My hubby is one of those men that is impossible to shop for. He goes out and randomly buys himself everything he wants, so come special occasions, there's nothing left to get for him. He doesn't like massages, is allergic to fragrances, does not wear jewelry, has no variation in his style of clothing, there's just nothing you can buy for this man. And when you do, it's never a surprise, he ALWAYS guesses what it is. Plus, as loving and caring as he is, he doesn't possess a single romantic bone in his body.
A while back I found out he had been holding on to a ragged little piece of paper, a note I wrote to him very early in our relationship, that was not altogether pleasant (those were some rough times) but confirmed the fact that I love him. I was amazed that he held on to it so long and was actually a little heartbroken, as I said, it was not an altogether pleasant piece of writing.

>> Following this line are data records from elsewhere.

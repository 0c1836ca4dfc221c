use std::fs;
use std::path::Path;

use cts_cli::{cli, run, Options, Outcome};
use cts_script::SweepMode;
use cts_test_utils::parse_runs;
use pretty_assertions::assert_eq;

fn options(args: &[&str]) -> Options {
    let mut argv = vec!["contribution-script"];
    argv.extend_from_slice(args);
    let matches = cli().try_get_matches_from(argv).unwrap();
    Options::from_matches(&matches)
}

fn write_catalog(dir: &Path) -> String {
    let path = dir.join("catalog.toml");
    fs::write(
        &path,
        r#"policy = [
    { enabled = true, long_name = "P1", short_name = "Policy One", settings = [0, 1], group = "A" },
    { enabled = true, long_name = "P2", short_name = "Policy Two", settings = [0, 5], group = "B" },
    { enabled = false, long_name = "P3", short_name = "Policy Three", settings = [0, 2], group = "C" },
]
"#,
    )
    .unwrap();
    path.display().to_string()
}

#[test]
fn flags_override_defaults() {
    let opts = options(&[
        "--mode", "enable", "--schedule", "3", "--run-name", "Sweep", "--active-setting", "2",
    ]);
    let config = opts.script_config().unwrap();
    assert_eq!(config.mode, SweepMode::Enable);
    assert_eq!(config.policy_schedule, 3);
    assert_eq!(config.run_name, "Sweep");
    assert_eq!(config.active_setting.index(), 2);
}

#[test]
fn unknown_mode_is_rejected_by_the_parser() {
    assert!(cli().try_get_matches_from(["contribution-script", "--mode", "sideways"]).is_err());
}

#[test]
fn baseline_active_setting_is_rejected() {
    let opts = options(&["--active-setting", "0"]);
    assert!(opts.script_config().is_err());
}

#[test]
fn json_requires_dry_run() {
    assert!(cli().try_get_matches_from(["contribution-script", "--json"]).is_err());
}

#[test]
fn generates_script_from_catalog_file() {
    let dir = tempfile::tempdir().unwrap();
    let catalog = write_catalog(dir.path());
    let output = dir.path().join("out.cmd");
    let output_arg = output.display().to_string();

    let opts = options(&["--catalog", &catalog, "-o", &output_arg]);
    let mut stdout = Vec::new();
    assert_eq!(run(&opts, &mut stdout).unwrap(), Outcome::Success);

    let script = fs::read_to_string(&output).unwrap();
    let runs = parse_runs(&script);
    assert_eq!(runs.len(), 4);
    assert_eq!(runs[1].group, "A");
    assert_eq!(runs[1].policies, "Policy One");
    assert!(String::from_utf8(stdout).unwrap().starts_with("Wrote 4 runs"));
}

#[test]
fn config_file_is_applied_before_flags() {
    let dir = tempfile::tempdir().unwrap();
    let catalog = write_catalog(dir.path());
    let output = dir.path().join("from-config.cmd");
    let config_path = dir.path().join("cts.toml");
    fs::write(
        &config_path,
        format!(
            "mode = \"Enable\"\nmodel_file = \"Other.mdl\"\nsave_list = true\ncatalog = {catalog:?}\noutput_script = {:?}\n",
            output.display().to_string()
        ),
    )
    .unwrap();
    let config_arg = config_path.display().to_string();

    let opts = options(&["--config", &config_arg, "--schedule", "2"]);
    assert_eq!(run(&opts, &mut Vec::new()).unwrap(), Outcome::Success);

    let script = fs::read_to_string(&output).unwrap();
    assert!(script.starts_with("SPECIAL>LOADMODEL|\"Other.mdl\"\n"));
    assert!(script.contains("SIMULATE>SAVELIST|OutputVarsToExport.lst\n"));
    let runs = parse_runs(&script);
    assert_eq!(runs[0].group, "None");
    assert!(runs[0].setvals.is_empty());
    assert!(runs.iter().all(|r| r.schedule.as_deref() == Some("2")));
}

#[test]
fn builtin_catalog_with_nothing_enabled_fails_into_output_file() {
    let dir = tempfile::tempdir().unwrap();
    let output = dir.path().join("GeneratedContributionTestScript.cmd");
    let output_arg = output.display().to_string();

    let opts = options(&["-o", &output_arg]);
    assert_eq!(run(&opts, &mut Vec::new()).unwrap(), Outcome::Failure);

    let written = fs::read_to_string(&output).unwrap();
    assert!(written.starts_with("Error: No policies were enabled"));
    assert!(!written.contains("MENU>RUN"));
}

#[test]
fn invalid_active_setting_fails_into_output_file() {
    let dir = tempfile::tempdir().unwrap();
    let output = dir.path().join("bad.cmd");
    let output_arg = output.display().to_string();

    let opts = options(&["-o", &output_arg, "--enable-group", "Feebate", "--active-setting", "0"]);
    assert_eq!(run(&opts, &mut Vec::new()).unwrap(), Outcome::Failure);

    let written = fs::read_to_string(&output).unwrap();
    assert!(written.contains("index 0"));
    assert!(!written.contains("MENU>RUN"));
}

#[test]
fn unusable_config_file_fails_into_its_output_path() {
    let dir = tempfile::tempdir().unwrap();
    let output = dir.path().join("from-config.cmd");
    let config_path = dir.path().join("cts.toml");
    fs::write(
        &config_path,
        format!("output_script = {:?}\n", output.display().to_string()),
    )
    .unwrap();
    let config_arg = config_path.display().to_string();

    let opts = options(&["--config", &config_arg, "--active-setting", "0"]);
    assert_eq!(run(&opts, &mut Vec::new()).unwrap(), Outcome::Failure);
    assert!(output.exists());

    let broken = dir.path().join("broken.toml");
    fs::write(&broken, "active_setting = 0\n").unwrap();
    let fallback = dir.path().join("fallback.cmd");
    let broken_arg = broken.display().to_string();
    let fallback_arg = fallback.display().to_string();

    let opts = options(&["--config", &broken_arg, "-o", &fallback_arg]);
    assert_eq!(run(&opts, &mut Vec::new()).unwrap(), Outcome::Failure);
    assert!(fs::read_to_string(&fallback).unwrap().contains("configuration parse error"));
}

#[test]
fn config_errors_in_dry_run_are_reported_not_written() {
    let dir = tempfile::tempdir().unwrap();
    let output = dir.path().join("never.cmd");
    let output_arg = output.display().to_string();

    let opts = options(&["-o", &output_arg, "--active-setting", "0", "--dry-run"]);
    assert!(run(&opts, &mut Vec::new()).is_err());
    assert!(!output.exists());
}

#[test]
fn enable_group_flag_switches_on_builtin_policies() {
    let dir = tempfile::tempdir().unwrap();
    let output = dir.path().join("ev.cmd");
    let output_arg = output.display().to_string();

    let opts = options(&[
        "-o",
        &output_arg,
        "--enable-group",
        "EV Sales Mandate",
        "--enable-group",
        "Feebate",
    ]);
    assert_eq!(run(&opts, &mut Vec::new()).unwrap(), Outcome::Success);

    let runs = parse_runs(&fs::read_to_string(&output).unwrap());
    assert_eq!(runs.len(), 4);
    assert_eq!(runs[0].setvals.len(), 5);
    assert_eq!(runs[1].group, "EV Sales Mandate");
    assert_eq!(runs[1].variables(), vec!["LDVs Feebate Rate"]);
}

#[test]
fn unknown_group_fails_into_output_file() {
    let dir = tempfile::tempdir().unwrap();
    let output = dir.path().join("typo.cmd");
    let output_arg = output.display().to_string();

    let opts = options(&["-o", &output_arg, "--enable-group", "EV Sale Mandate"]);
    assert_eq!(run(&opts, &mut Vec::new()).unwrap(), Outcome::Failure);
    assert!(fs::read_to_string(&output).unwrap().contains("EV Sale Mandate"));
}

#[test]
fn dry_run_prints_plan_without_writing() {
    let dir = tempfile::tempdir().unwrap();
    let catalog = write_catalog(dir.path());
    let output = dir.path().join("never.cmd");
    let output_arg = output.display().to_string();

    let opts = options(&["--catalog", &catalog, "-o", &output_arg, "--dry-run"]);
    let mut stdout = Vec::new();
    assert_eq!(run(&opts, &mut stdout).unwrap(), Outcome::Success);
    assert!(!output.exists());

    let text = String::from_utf8(stdout).unwrap();
    let lines: Vec<&str> = text.lines().collect();
    assert_eq!(lines[0], "Disable mode: 2 policies, 2 groups, 4 runs");
    assert_eq!(lines.len(), 5);
    assert!(lines[2].contains("DisabledPolicyGroup=A"));
}

#[test]
fn dry_run_json_lists_runs() {
    let dir = tempfile::tempdir().unwrap();
    let catalog = write_catalog(dir.path());

    let opts = options(&["--catalog", &catalog, "--dry-run", "--json", "--mode", "Enable"]);
    let mut stdout = Vec::new();
    assert_eq!(run(&opts, &mut stdout).unwrap(), Outcome::Success);

    let value: serde_json::Value = serde_json::from_slice(&stdout).unwrap();
    let runs = value.as_array().unwrap();
    assert_eq!(runs.len(), 4);
    assert_eq!(runs[1]["annotation"]["kind"], "Enabled");
    assert_eq!(runs[1]["annotation"]["scope"]["name"], "A");
    assert_eq!(runs[3]["assignments"].as_array().unwrap().len(), 2);
}

#[test]
fn list_groups_reports_enabled_counts() {
    let dir = tempfile::tempdir().unwrap();
    let catalog = write_catalog(dir.path());

    let opts = options(&["--catalog", &catalog, "--list-groups"]);
    let mut stdout = Vec::new();
    assert_eq!(run(&opts, &mut stdout).unwrap(), Outcome::Success);
    assert_eq!(
        String::from_utf8(stdout).unwrap(),
        "A\t1/1 enabled\nB\t1/1 enabled\nC\t0/1 enabled\n"
    );
}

From that moment, I set out to give him something more representative of my love for him, and started a list of 101 reasons why I love him. I wasn't sure at first that I could actually come up with 101 reasons to list, but it came much more easily than I expected. It took me two days and two sheets of paper to make the list, and when I was done I found I could have kept on going, but I figured 101 was impressive enough lol
He was very surprised (which is a huge feat!) and wanted to share with everyone what I had done for him, except there were some very personal things on that list that just couldn't be told to others (like the way he touches me in intimate ways). I think I even detected a sense of pride in him that I would even list some of the things he does for me that maybe he thought went unnoticed. He even questioned me as to whether I started out with the goal of 101. He kind of questioned my sanity when I told him I did. It was like he fell in love with me all over again in a brand new way.
It turned out to be very therapeutic for me also, actually making the time to just focus on all the great things about him and all the little things that he does that make my life better for having him in it. I think we both gained a new appreciation for each other that day. It turned out to be a gift to both of us.
And now, those two sheets of paper have replaced that ragged, depressing little note I wrote him so many years ago. He still pulls them out and reads them now and then, when he thinks I'm not looking.